BuKi unterhält nahe des Roma-Viertels in Cidreag eine Kindertagesstätte – das BuKi-Haus. Dort stehen die soziale Grundsicherung der Kinder, Familienhilfen, humanitäre Hilfen, eine kontinuierliche Tagesstruktur der Kinder, lebensnahe Bildung und selbstverständlich auch, die Schulpädagogische Begleitung im Fokus der Kolleginnen. BuKi gibt vielen Kindern Schutz, Geborgenheit und menschliche Wärme.

BuKi nimmt die Kinder und Familien im Roma-Viertel bei der Hand, baut ihre sozialen Hürden ab und führt sie wie über eine Brücke aus ihren Roma-Lebenswelten in die örtliche Schule und in die rumänische Gesellschaft.

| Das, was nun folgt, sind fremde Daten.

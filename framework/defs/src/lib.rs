#![cfg_attr(not(any(test, feature = "std")), no_std)]
#![deny(unsafe_code)]

//! Wire-level enum definitions for the OpenLCB / LCC CAN adaptation:
//! the Message Type Indicator table, service identifiers and the
//! configuration-memory address spaces.

use num_enum::{FromPrimitive, IntoPrimitive};

/// 16-bit Message Type Indicator.
///
/// Values are the ones defined by the OpenLCB Message Network
/// specification. Unknown values decode to [`Mti::Unknown`] rather than
/// failing, since peers may legally send MTIs this node doesn't handle.
#[derive(FromPrimitive, IntoPrimitive, Debug, Clone, Copy, PartialEq, Eq)]
#[cfg_attr(feature = "defmt", derive(defmt::Format))]
#[repr(u16)]
pub enum Mti {
    InitializationComplete = 0x0100,
    InitializationCompleteSimple = 0x0101,
    VerifyNodeIdAddressed = 0x0488,
    VerifyNodeIdGlobal = 0x0490,
    VerifiedNodeId = 0x0170,
    VerifiedNodeIdSimple = 0x0171,
    OptionalInteractionRejected = 0x0068,
    TerminateDueToError = 0x00A8,
    ProtocolSupportInquiry = 0x0828,
    ProtocolSupportReply = 0x0668,
    IdentifyConsumer = 0x08F4,
    ConsumerRangeIdentified = 0x04A4,
    ConsumerIdentifiedUnknown = 0x04C7,
    ConsumerIdentifiedSet = 0x04C4,
    ConsumerIdentifiedClear = 0x04C5,
    ConsumerIdentifiedReserved = 0x04C6,
    IdentifyProducer = 0x0914,
    ProducerRangeIdentified = 0x0524,
    ProducerIdentifiedUnknown = 0x0547,
    ProducerIdentifiedSet = 0x0544,
    ProducerIdentifiedClear = 0x0545,
    ProducerIdentifiedReserved = 0x0546,
    IdentifyEventsAddressed = 0x0968,
    IdentifyEventsGlobal = 0x0970,
    LearnEvent = 0x0594,
    PcEventReport = 0x05B4,
    PcEventReportWithPayload = 0x0F15,
    SimpleNodeIdentInfoRequest = 0x0DE8,
    SimpleNodeIdentInfoReply = 0x0A08,
    Datagram = 0x1C48,
    DatagramReceivedOk = 0x0A28,
    DatagramRejected = 0x0A48,
    StreamInitRequest = 0x0CC8,
    StreamInitReply = 0x0868,
    StreamSendDataProceed = 0x0888,
    StreamComplete = 0x0CA8,
    TrainControlCommand = 0x0DA8,
    TrainControlReply = 0x0958,
    #[num_enum(default)]
    Unknown = 0xFFFF,
}

impl Mti {
    /// Bit 0x0008: a destination alias/Node ID is present in the payload.
    pub const DEST_ADDRESS_PRESENT_BIT: u16 = 0x0008;
    /// Bit 0x0004: the message concerns an event (used by the generic
    /// event-transport fan-out).
    pub const EVENT_MESSAGE_BIT: u16 = 0x0004;

    /// Whether this MTI carries a destination alias / Node ID.
    pub const fn has_destination(self) -> bool {
        (self as u16) & Self::DEST_ADDRESS_PRESENT_BIT != 0
    }

    /// Whether this MTI is a global (all-nodes) message.
    pub const fn is_global(self) -> bool {
        !self.has_destination()
    }
}

/// Identifiers for pluggable protocol-handler services (`VlcbService::service_id`).
#[derive(FromPrimitive, IntoPrimitive, Debug, Clone, Copy, PartialEq, Eq)]
#[cfg_attr(feature = "defmt", derive(defmt::Format))]
#[repr(u8)]
pub enum ServiceType {
    #[num_enum(default)]
    None = 0,
    MinimumNodeService = 1,
    EventTransport = 2,
    Datagram = 3,
    MemoryConfig = 4,
    TrainControl = 5,
    BroadcastTime = 6,
}

/// One-byte configuration-memory address space selector.
#[derive(FromPrimitive, IntoPrimitive, Debug, Clone, Copy, PartialEq, Eq)]
#[cfg_attr(feature = "defmt", derive(defmt::Format))]
#[repr(u8)]
pub enum ConfigSpace {
    Firmware = 0xEF,
    TrainFunctionConfig = 0xF9,
    TrainFdi = 0xFA,
    AcdiUser = 0xFB,
    AcdiMfg = 0xFC,
    Config = 0xFD,
    All = 0xFE,
    Cdi = 0xFF,
    #[num_enum(default)]
    Unknown = 0x00,
}

impl ConfigSpace {
    /// Whether writes to this space are permitted.
    pub const fn is_writable(self) -> bool {
        matches!(
            self,
            ConfigSpace::Config
                | ConfigSpace::AcdiUser
                | ConfigSpace::TrainFunctionConfig
                | ConfigSpace::Firmware
                | ConfigSpace::All
        )
    }
}

/// 16-bit categorized error codes used by Datagram Rejected and Optional
/// Interaction Rejected.
#[derive(FromPrimitive, IntoPrimitive, Debug, Clone, Copy, PartialEq, Eq)]
#[cfg_attr(feature = "defmt", derive(defmt::Format))]
#[repr(u16)]
pub enum RejectReason {
    BufferFull = 0x2020,
    PermanentError = 0x1000,
    TemporaryError = 0x2000,
    UnimplementedMti = 0x1042,
    #[num_enum(default)]
    Unspecified = 0x0000,
}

Die wichtigste Voraussetzung dafür ist ein respektvoller Umgang und eine wertschätzende Kommunikation auf Augenhöhe.

Wenn sich im Viertel spürbar etwas verändern soll, dann geht dies nur auf einer persönlichen Ebene. Die Gemeindeverwaltungen, Jugendämter und Schulen können dies nicht in dem Umfang leisten, wie es notwendig wäre. Deshalb sind NGOs bzw. deshalb ist die Arbeit von BuKi in Cidreag so wichtig.

Manche Roma benötigen auf den Wegen außerhalb des Viertels, etwa zum Arzt, in die örtliche Verwaltung, in die Schule Begleitung. Mit der Unterstützung durch BuKi erreichen die Menschen überhaupt erst die Institutionen und deren Leistungen. Gleichzeitig schützt unsere Anwesenheit und Betreuung vor Diskriminierung.

Mit Hilfe des Programms von BuKi nehmen die Kinder regelmäßig am Unterricht der Schule teil. Diese Arbeit zeigt Wirkung: Mit BuKi hat sich die Teilhabe von Roma-Kindern an Bildung deutlich erhöht. Es kommen mehr Kinder regelmäßig zur Schule, mehr Kinder lernen Lesen, Schreiben und Rechnen, mehr Kinder schließen die achte Klasse ab.

Trotz der insgesamt positiven Entwicklungen im Viertel sind auch weiterhin rein humanitäre Hilfen für Familien in schwierigen Lebenssituationen notwendig. Noch immer geraten während der Wintermonate einige Familien in existentielle Notlagen. BuKi unterstützt sie mit Lebensmitteln, Brennholz und Kleidern.

X. Fazit

Es gibt sie, die Wege aus der Armut von Kindern und Familien. Am Beispiel des Roma-Viertels in Cidreag wird dies deutlich. Das Viertel profitiert von einem ökonomischen Aufschwung, der durch besser bezahlte Tätigkeiten in der Arbeitsmigration im europäischen Ausland erreicht wird.

Damit jedoch ist das Ziel die Bekämpfung von Armut noch lange nicht erreicht. Denn der Aufschwung im Rahmen prekärer Arbeitsverhältnisse ist äußerst fragil. Den befristeten Tätigkeiten im europäischen Ausland folgen nicht automatisch weitere Beschäftigungsverhältnisse. Die Menschen kehren von ihrer Arbeit im Ausland ins Viertel zurück und wissen oft nicht wann und wie es weitergeht.

Entscheidend für nachhaltig bessere Lebensverhältnisse ist, dass die Menschen den Sprung in gut bezahlte und sichere Arbeitsverhältnisse schaffen. Das ist nur über Bildung und berufliche Qualifizierung möglich. Im Roma-Viertel gibt es dafür die ersten Beispiele. BuKi ist dieser Schritt mit dem ersten jungen Erwachsenen im Roma-Viertel gelungen.